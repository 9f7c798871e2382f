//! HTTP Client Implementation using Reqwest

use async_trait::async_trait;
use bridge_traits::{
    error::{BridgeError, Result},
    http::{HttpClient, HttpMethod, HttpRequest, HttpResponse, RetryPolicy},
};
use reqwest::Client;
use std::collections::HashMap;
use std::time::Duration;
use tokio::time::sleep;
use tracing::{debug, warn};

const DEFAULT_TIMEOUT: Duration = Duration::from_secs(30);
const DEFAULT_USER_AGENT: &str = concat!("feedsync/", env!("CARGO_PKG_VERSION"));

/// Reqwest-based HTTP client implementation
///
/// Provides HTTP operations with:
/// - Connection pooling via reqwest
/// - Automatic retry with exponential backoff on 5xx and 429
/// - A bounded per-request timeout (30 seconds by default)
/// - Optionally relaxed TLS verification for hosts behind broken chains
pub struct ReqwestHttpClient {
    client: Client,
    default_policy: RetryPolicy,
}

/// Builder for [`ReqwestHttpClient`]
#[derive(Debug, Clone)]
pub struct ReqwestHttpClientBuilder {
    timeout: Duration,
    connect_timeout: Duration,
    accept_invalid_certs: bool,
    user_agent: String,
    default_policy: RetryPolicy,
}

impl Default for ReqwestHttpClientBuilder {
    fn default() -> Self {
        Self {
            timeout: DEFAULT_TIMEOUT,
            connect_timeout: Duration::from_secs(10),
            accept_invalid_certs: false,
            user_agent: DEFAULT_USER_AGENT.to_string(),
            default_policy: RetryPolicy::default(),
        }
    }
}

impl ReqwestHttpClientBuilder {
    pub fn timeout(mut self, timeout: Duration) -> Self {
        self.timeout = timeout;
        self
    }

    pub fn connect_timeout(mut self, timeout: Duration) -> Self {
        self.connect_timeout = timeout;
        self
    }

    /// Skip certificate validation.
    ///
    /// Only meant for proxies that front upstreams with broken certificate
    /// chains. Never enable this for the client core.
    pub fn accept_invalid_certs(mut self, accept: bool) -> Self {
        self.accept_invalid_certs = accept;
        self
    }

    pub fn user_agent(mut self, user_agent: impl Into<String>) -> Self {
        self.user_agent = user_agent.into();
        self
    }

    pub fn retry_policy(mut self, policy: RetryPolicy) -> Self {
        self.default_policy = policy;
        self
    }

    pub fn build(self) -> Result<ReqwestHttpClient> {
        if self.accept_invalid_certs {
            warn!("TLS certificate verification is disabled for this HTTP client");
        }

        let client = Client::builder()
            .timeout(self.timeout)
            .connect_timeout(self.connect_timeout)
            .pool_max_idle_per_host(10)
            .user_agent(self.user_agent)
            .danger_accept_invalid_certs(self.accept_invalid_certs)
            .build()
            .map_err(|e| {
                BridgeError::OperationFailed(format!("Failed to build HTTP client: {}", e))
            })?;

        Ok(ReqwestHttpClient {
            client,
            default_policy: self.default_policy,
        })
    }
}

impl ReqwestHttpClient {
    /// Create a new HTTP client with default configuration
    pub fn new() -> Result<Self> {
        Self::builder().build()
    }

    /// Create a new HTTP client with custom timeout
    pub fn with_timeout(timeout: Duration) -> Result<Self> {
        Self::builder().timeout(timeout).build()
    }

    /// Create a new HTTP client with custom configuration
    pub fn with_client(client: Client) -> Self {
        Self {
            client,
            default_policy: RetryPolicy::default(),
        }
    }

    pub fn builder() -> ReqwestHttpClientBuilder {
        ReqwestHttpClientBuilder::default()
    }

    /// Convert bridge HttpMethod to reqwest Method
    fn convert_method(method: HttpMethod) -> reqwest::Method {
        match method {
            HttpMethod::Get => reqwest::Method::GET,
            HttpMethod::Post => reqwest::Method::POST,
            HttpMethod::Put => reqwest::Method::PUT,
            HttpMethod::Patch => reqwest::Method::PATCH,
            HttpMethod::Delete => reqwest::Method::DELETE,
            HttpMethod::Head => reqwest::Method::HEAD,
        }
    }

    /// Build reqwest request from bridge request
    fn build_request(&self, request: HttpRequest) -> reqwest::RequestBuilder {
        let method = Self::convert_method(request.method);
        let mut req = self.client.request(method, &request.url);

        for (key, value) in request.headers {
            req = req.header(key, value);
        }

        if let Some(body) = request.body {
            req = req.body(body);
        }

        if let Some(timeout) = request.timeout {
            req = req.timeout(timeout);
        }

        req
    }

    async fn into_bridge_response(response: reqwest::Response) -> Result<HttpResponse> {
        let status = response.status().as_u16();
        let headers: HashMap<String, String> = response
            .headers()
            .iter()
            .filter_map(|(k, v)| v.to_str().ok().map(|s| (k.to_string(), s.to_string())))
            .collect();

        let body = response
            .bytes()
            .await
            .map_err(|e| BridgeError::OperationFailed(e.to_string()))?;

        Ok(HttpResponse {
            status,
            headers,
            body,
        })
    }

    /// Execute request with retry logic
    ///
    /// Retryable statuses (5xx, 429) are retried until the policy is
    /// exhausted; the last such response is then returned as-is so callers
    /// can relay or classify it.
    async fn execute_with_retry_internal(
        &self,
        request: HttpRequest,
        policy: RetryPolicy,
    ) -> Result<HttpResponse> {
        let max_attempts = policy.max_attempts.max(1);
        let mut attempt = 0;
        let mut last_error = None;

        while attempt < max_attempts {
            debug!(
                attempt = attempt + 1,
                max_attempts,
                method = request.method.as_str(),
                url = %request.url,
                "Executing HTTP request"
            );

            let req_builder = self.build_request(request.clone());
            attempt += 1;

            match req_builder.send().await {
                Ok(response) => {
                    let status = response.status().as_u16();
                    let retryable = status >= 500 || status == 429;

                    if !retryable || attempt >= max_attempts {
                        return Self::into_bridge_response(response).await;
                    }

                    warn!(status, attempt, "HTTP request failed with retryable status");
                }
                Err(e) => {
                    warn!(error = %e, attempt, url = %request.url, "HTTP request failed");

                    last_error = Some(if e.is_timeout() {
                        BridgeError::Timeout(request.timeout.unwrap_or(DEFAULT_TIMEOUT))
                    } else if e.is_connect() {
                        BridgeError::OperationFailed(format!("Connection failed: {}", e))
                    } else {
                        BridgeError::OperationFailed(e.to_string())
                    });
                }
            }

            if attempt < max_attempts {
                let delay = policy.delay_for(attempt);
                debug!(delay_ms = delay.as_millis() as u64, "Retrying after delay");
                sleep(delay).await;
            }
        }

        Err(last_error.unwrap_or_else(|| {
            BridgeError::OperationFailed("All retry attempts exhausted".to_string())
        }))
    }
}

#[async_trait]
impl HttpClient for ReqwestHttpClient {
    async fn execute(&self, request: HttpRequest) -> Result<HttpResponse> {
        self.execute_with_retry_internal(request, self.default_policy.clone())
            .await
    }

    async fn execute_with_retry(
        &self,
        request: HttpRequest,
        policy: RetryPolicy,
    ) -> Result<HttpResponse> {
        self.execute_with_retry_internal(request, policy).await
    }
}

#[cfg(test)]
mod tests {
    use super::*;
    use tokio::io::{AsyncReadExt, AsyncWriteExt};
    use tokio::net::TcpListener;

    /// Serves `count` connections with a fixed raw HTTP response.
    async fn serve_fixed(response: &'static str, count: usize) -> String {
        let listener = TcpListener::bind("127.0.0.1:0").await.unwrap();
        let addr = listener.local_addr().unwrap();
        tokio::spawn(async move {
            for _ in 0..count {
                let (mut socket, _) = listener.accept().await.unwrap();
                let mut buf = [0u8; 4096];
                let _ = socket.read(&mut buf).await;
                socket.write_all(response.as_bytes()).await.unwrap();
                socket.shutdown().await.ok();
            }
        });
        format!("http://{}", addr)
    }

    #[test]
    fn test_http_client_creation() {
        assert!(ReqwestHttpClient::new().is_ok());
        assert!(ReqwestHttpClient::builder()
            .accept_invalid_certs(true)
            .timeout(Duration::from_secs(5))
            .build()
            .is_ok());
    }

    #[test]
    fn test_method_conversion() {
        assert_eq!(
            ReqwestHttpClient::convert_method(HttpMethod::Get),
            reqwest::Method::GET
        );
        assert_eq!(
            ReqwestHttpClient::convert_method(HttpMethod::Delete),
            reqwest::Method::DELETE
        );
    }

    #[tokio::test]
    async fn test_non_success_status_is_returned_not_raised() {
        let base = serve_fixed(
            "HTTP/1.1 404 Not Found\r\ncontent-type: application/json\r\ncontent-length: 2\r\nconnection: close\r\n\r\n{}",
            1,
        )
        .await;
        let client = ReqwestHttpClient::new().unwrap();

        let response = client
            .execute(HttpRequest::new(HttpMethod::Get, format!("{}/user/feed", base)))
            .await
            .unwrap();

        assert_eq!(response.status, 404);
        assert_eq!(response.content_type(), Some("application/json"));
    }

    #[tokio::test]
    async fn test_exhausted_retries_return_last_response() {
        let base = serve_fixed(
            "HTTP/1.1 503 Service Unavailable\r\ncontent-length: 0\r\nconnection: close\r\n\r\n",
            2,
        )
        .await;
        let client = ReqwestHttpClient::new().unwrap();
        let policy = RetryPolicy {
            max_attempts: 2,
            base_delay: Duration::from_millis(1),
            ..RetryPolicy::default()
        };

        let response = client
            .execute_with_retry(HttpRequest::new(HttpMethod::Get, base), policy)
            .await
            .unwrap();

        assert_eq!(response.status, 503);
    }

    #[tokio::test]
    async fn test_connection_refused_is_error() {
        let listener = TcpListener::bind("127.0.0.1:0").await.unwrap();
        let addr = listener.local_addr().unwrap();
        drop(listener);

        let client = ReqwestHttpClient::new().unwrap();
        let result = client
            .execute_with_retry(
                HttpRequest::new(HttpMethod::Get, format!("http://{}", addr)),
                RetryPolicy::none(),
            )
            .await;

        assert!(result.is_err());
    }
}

*Exercise*: Retype the records above from the very first line down to the line with "const DEFAULT_USER_AGENT: &str", keeping both of those lines. Include nothing beyond them.

*Worked solution*:
repository 9f7c798871e2382f
//! HTTP Client Implementation using Reqwest

use async_trait::async_trait;
use bridge_traits::{
    error::{BridgeError, Result},
    http::{HttpClient, HttpMethod, HttpRequest, HttpResponse, RetryPolicy},
};
use reqwest::Client;
use std::collections::HashMap;
use std::time::Duration;
use tokio::time::sleep;
use tracing::{debug, warn};

const DEFAULT_TIMEOUT: Duration = Duration::from_secs(30);
const DEFAULT_USER_AGENT: &str = concat!("feedsync/", env!("CARGO_PKG_VERSION"));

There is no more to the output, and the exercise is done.